Worldwide mountaineering accidents database project gets boost from the Petzl Foundation

Mountaineering, Training

The development of a proposed worldwide accidents database run by the Mountaineering Commission has been given a boost from the Petzl Foundation’s board of directors who have agreed to support the project in principal.

The Foundation’s support is contingent on the ability of the Mountaineering Commission, which has been working on developing such a database to cooperate with two French University professors, also supported by the Petzl Foundation, who have been working on a similar project.

To facilitate collaboration, commission member Professor Chiaki Aoyama (Japan), who is behind the UIAA initiative with Mountaineering Commission president Pierre Humblet (Belgium),  met with Professors Bastien Soule and Brice Lefevre at a commission meeting in Brussels in November. The foundation provided an interpreter.

Such a global database, if developed, could help insurance companies better understand risk in mountain activities.

Chiaki said the UIAA which has member associations across the world representing millions of mountaineers is ideally suited to play a crucial role in developing a standardized accident reporting scale for all mountaineering groups.

The project is the brainchild of Chiaki, who has been working on developing an international accident reporting structure for four years and Pierre Humblet who is an insurance specialist lawyer.  It arose out of discussions between the two about the challenges faced by Chiaki during the development of a national accidents database in Japan when they met at a UIAA General Assembly in Matsumoto, Japan.

Chiaki’s problem was his inability to weigh accident characteristic details because of the lack of comparative databases from other countries. He spent almost 6 months travelling in Europe and North America to collect accident data, and although he was able to amass information from about 12 groups, he found it difficult to compare and relate what he had gathered.

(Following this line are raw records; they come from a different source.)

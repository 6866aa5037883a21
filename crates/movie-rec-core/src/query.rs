use movie_rec_models::{FeedbackKind, FeedbackRecord};

/// Query used when the user has no history at all.
pub const COLD_START_QUERY: &str = "popular movies";

const TOP_LIKED: usize = 5;
const TOP_CLICKED: usize = 3;
const RECENT_FALLBACK: usize = 2;

/// Turn a feedback history into one recommendation query. First
/// non-empty signal bucket wins: likes, then clicks, then whatever the
/// history starts with. Pure; identical input yields identical output.
pub fn synthesize(history: &[FeedbackRecord]) -> String {
    if history.is_empty() {
        return COLD_START_QUERY.to_string();
    }

    let liked = recent_titles_of_kind(history, FeedbackKind::Like, TOP_LIKED);
    if !liked.is_empty() {
        return format!("movies similar to {}", liked.join(", "));
    }

    let clicked = recent_titles_of_kind(history, FeedbackKind::Click, TOP_CLICKED);
    if !clicked.is_empty() {
        return format!("movies like {}", clicked.join(", "));
    }

    // Feedback exists but none of it is a like or a click. Take the
    // history as delivered, without sorting.
    let recent: Vec<&str> = history
        .iter()
        .take(RECENT_FALLBACK)
        .map(|r| r.movie_title.as_str())
        .collect();
    format!("recommendations based on {}", recent.join(", "))
}

/// Most recent titles of one kind. The sort is stable, so records that
/// share a timestamp keep their arrival order. Titles are not
/// deduplicated; a movie rated twice appears twice.
fn recent_titles_of_kind(
    history: &[FeedbackRecord],
    kind: FeedbackKind,
    limit: usize,
) -> Vec<String> {
    let mut matching: Vec<&FeedbackRecord> = history.iter().filter(|r| r.kind == kind).collect();
    matching.sort_by(|a, b| b.timestamp.cmp(&a.timestamp));
    matching
        .into_iter()
        .take(limit)
        .map(|r| r.movie_title.clone())
        .collect()
}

Chiaki said the difficulty to find comparative data from around the world for the Japanese database inspired him to design a detailed, comprehensive and standardized international web-based template for gathering data in both a written and an icons model.

“If we can achieve the standardized mountain accident database in the world, we can weigh the characteristics of mountain accidents in each country,” said Chiaki. “The results will save mountaineers life. And it will be used as the credibility of the technique of training standard.”

Among the issues discussed between the experts at the Brussels meeting was the length and detail of the questionnaire and the best way to gather information which could assess the rate of accidents and to identify the chain of events leading to an accident.

Humblet said mountaineering isn’t as dangerous a sport as the public imagines it to be, and that statistics recently gathered was able to demonstrate this point.

“With effective statistics we could reduce the level of insurance premiums,” said Humblet.

The French professors already have agreements with a number of associations in France to gather statistics, but stated that information can be sparse, incomplete, and inconsistent in detail and often unavailable.

Meanwhile Chiaki has also been working to gather data outside Japan and in touch with groups in Europe and North America.

The next step would be for Mountaineering Commission to contact two or three UIAA member federations to test his web-based question forms by the spring 2014. The Mountaineering Commission’s Legal Expert Working Group is also in the process of drafting a contract to facilitate such information gathering. The draft agreement is expected to be finalized in the next few months.

Participants: Pierre Humblet, President – Mountaineering Commission (CMBEL), Steve Long, Chair (TSP/ BMC), Mike Galbraith, (ACC), Patrick Lamarque, (TSP/ FFCAM), Jordi Guell Magrina, (TSP/ FEEC), Chiaki Aoyama, (MountCom / JMA), Christian Frischknecht, (TSP/SAC), Sergey Vedenin, (MountCom /RMF), Lazar Popara (PSS) Jiri Vogel (CzMA) and Seyran Sucu (TDF).

Invitees: Philippe Descamps, Petzl Foundation, Bastien Soule, Lyon University and Brice Lefèvre, Lyon University.